The sole New York Times representative present who acquitted themselves with any dignity was the proprietor Arthur Sulzberger (pictured) who gave the impression of understanding the failing of his own institution..
So why are people, ordinary people, not responding to these statistics?
The simple answer is that they do not believe them. Instead they believe now:-
- Even if the figures do reflect face-value employment many of the jobs are part time ones
- Many of the jobs similarly are deemed to be low-paying ones in service rather than productive sectors
- The figures are false because for example they do not include those in training or re-training or further education who do not statistically qualify as unemployed because they are students.
- Many unemployed do not register themselves as being unemployed
- The available jobs are for women rather than men.
The impression now conveyed by these once revered employment statistics centres on the cynicism surrounding the nature and reward of the actual jobs.
This devolves onto the once high-paying jobs in coal and steel especially being replaced by low paying jobs, often part time, in the service industries that have sprung up in their place.
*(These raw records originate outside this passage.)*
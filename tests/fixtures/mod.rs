//! Test fixtures
//!
//! This module provides:
//! - A site project config in JSON and TOML form
//! - A corpus of documents with their expected resolution outcome

use std::path::{Path, PathBuf};

/// Directory of the site fixture
pub fn site_dir() -> PathBuf {
    Path::new(env!("CARGO_MANIFEST_DIR")).join("tests/fixtures/site")
}

/// Path to the JSON site config
pub fn site_json_path() -> PathBuf {
    site_dir().join("windcfg.config.json")
}

/// Path to the TOML site config
pub fn site_toml_path() -> PathBuf {
    site_dir().join("windcfg.config.toml")
}

/// Path to the validation corpus
pub fn validation_corpus_path() -> PathBuf {
    Path::new(env!("CARGO_MANIFEST_DIR")).join("tests/fixtures/validation_corpus.json")
}

/// Validation test case from validation_corpus.json
#[derive(Debug, Clone, serde::Deserialize)]
pub struct ValidationCase {
    pub id: String,
    pub description: String,
    pub document: serde_json::Value,
    #[serde(default)]
    pub strict: bool,
    pub expected: ValidationExpectation,
}

/// Expected resolution outcome
#[derive(Debug, Clone, serde::Deserialize)]
pub struct ValidationExpectation {
    pub ok: bool,
    /// "shape" or "domain" when `ok` is false
    #[serde(default)]
    pub kind: Option<String>,
    #[serde(default)]
    pub field: Option<String>,
}

/// Full validation corpus
#[derive(Debug, Clone, serde::Deserialize)]
pub struct ValidationCorpus {
    pub schema_version: u32,
    pub cases: Vec<ValidationCase>,
}

impl ValidationCorpus {
    /// Load corpus from the fixture file
    pub fn load() -> Result<Self, Box<dyn std::error::Error>> {
        let content = std::fs::read_to_string(validation_corpus_path())?;
        let corpus: ValidationCorpus = serde_json::from_str(&content)?;
        Ok(corpus)
    }
}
This includes janitorial type employment more suitable voters tend to believe for women than for males.
President-elect Trump’s message is for those in the once economic engine room states of the United States who find their high-paying jobs have evaporated.
The people who once worked in coal and steel and in production engineering have now seen their well-padded pay packets migrate into the hands of the service sector, notably the East Coast banking one.
This cynicism now compounded when the banking sector was revealed to have lost immense amounts of the nation’s s wealth accumulated by this very same productive sector.
Anger and disbelief now compounded when it became clear that the highly rewarded financial practitioners were to suffer no consequence in what amounted to embedded institutional bungling of the type that would have cost productive sector employees their jobs- --perhaps forever .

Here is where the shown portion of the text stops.